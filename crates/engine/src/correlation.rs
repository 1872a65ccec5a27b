// SPDX-License-Identifier: BUSL-1.1
// Copyright (c) 2026 Alfred Jean LLC

//! Join point between outbound commands and inbound callbacks.

use flow_core::{CmdId, CmdQueueItem, JobId, NodePath};
use parking_lot::Mutex;
use std::collections::HashMap;

/// The (job, node) a dispatched command belongs to
#[derive(Debug, Clone, PartialEq, Eq)]
pub struct Correlation {
    pub job_id: JobId,
    pub node_path: NodePath,
}

impl Correlation {
    fn matches(&self, item: &CmdQueueItem) -> bool {
        self.job_id == item.job_id && self.node_path == item.node_path
    }
}

/// Outstanding commands keyed by `cmd_id`.
///
/// Removal is a single check-and-remove under the table lock, so exactly
/// one of several concurrent deliveries of the same `cmd_id` wins.
#[derive(Default)]
pub struct CorrelationTable {
    entries: Mutex<HashMap<CmdId, Correlation>>,
}

impl CorrelationTable {
    pub fn new() -> Self {
        Self::default()
    }

    pub fn register(&self, item: &CmdQueueItem) {
        let correlation =
            Correlation { job_id: item.job_id, node_path: item.node_path.clone() };
        self.entries.lock().insert(item.cmd_id.clone(), correlation);
    }

    /// Remove and return the correlation for a terminal callback.
    ///
    /// `None` when the id is unknown, already taken, or the callback's
    /// job/node do not match what was dispatched (the entry is kept then).
    pub fn take(&self, item: &CmdQueueItem) -> Option<Correlation> {
        let mut entries = self.entries.lock();
        match entries.get(&item.cmd_id) {
            Some(c) if c.matches(item) => entries.remove(&item.cmd_id),
            Some(c) => {
                tracing::warn!(
                    cmd_id = %item.cmd_id,
                    expected_job = %c.job_id,
                    expected_node = %c.node_path,
                    job_id = %item.job_id,
                    node = %item.node_path,
                    "callback does not match dispatched command"
                );
                None
            }
            None => None,
        }
    }

    /// Look up without removing, for intermediate callbacks.
    pub fn peek(&self, item: &CmdQueueItem) -> Option<Correlation> {
        self.entries.lock().get(&item.cmd_id).filter(|c| c.matches(item)).cloned()
    }

    pub fn remove(&self, cmd_id: &CmdId) -> Option<Correlation> {
        self.entries.lock().remove(cmd_id)
    }

    /// Drop every entry of `job_id`. Returns how many were removed.
    pub fn purge_job(&self, job_id: JobId) -> usize {
        let mut entries = self.entries.lock();
        let before = entries.len();
        entries.retain(|_, c| c.job_id != job_id);
        before - entries.len()
    }

    pub fn contains(&self, cmd_id: &CmdId) -> bool {
        self.entries.lock().contains_key(cmd_id)
    }

    pub fn len(&self) -> usize {
        self.entries.lock().len()
    }

    pub fn is_empty(&self) -> bool {
        self.entries.lock().is_empty()
    }

    pub fn clear(&self) {
        self.entries.lock().clear();
    }
}

#[cfg(test)]
#[path = "correlation_tests.rs"]
mod tests;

What the task asks: From the opening line of the data above through the line holding "pub fn peek(&self, item: &CmdQueueItem)", give every line again exactly as it stands.

Answer area:
filename crates/engine/src/correlation.rs
repository 1872a65ccec5a27b
// SPDX-License-Identifier: BUSL-1.1
// Copyright (c) 2026 Alfred Jean LLC

//! Join point between outbound commands and inbound callbacks.

use flow_core::{CmdId, CmdQueueItem, JobId, NodePath};
use parking_lot::Mutex;
use std::collections::HashMap;

/// The (job, node) a dispatched command belongs to
#[derive(Debug, Clone, PartialEq, Eq)]
pub struct Correlation {
    pub job_id: JobId,
    pub node_path: NodePath,
}

impl Correlation {
    fn matches(&self, item: &CmdQueueItem) -> bool {
        self.job_id == item.job_id && self.node_path == item.node_path
    }
}

/// Outstanding commands keyed by `cmd_id`.
///
/// Removal is a single check-and-remove under the table lock, so exactly
/// one of several concurrent deliveries of the same `cmd_id` wins.
#[derive(Default)]
pub struct CorrelationTable {
    entries: Mutex<HashMap<CmdId, Correlation>>,
}

impl CorrelationTable {
    pub fn new() -> Self {
        Self::default()
    }

    pub fn register(&self, item: &CmdQueueItem) {
        let correlation =
            Correlation { job_id: item.job_id, node_path: item.node_path.clone() };
        self.entries.lock().insert(item.cmd_id.clone(), correlation);
    }

    /// Remove and return the correlation for a terminal callback.
    ///
    /// `None` when the id is unknown, already taken, or the callback's
    /// job/node do not match what was dispatched (the entry is kept then).
    pub fn take(&self, item: &CmdQueueItem) -> Option<Correlation> {
        let mut entries = self.entries.lock();
        match entries.get(&item.cmd_id) {
            Some(c) if c.matches(item) => entries.remove(&item.cmd_id),
            Some(c) => {
                tracing::warn!(
                    cmd_id = %item.cmd_id,
                    expected_job = %c.job_id,
                    expected_node = %c.node_path,
                    job_id = %item.job_id,
                    node = %item.node_path,
                    "callback does not match dispatched command"
                );
                None
            }
            None => None,
        }
    }

    /// Look up without removing, for intermediate callbacks.
    pub fn peek(&self, item: &CmdQueueItem) -> Option<Correlation> {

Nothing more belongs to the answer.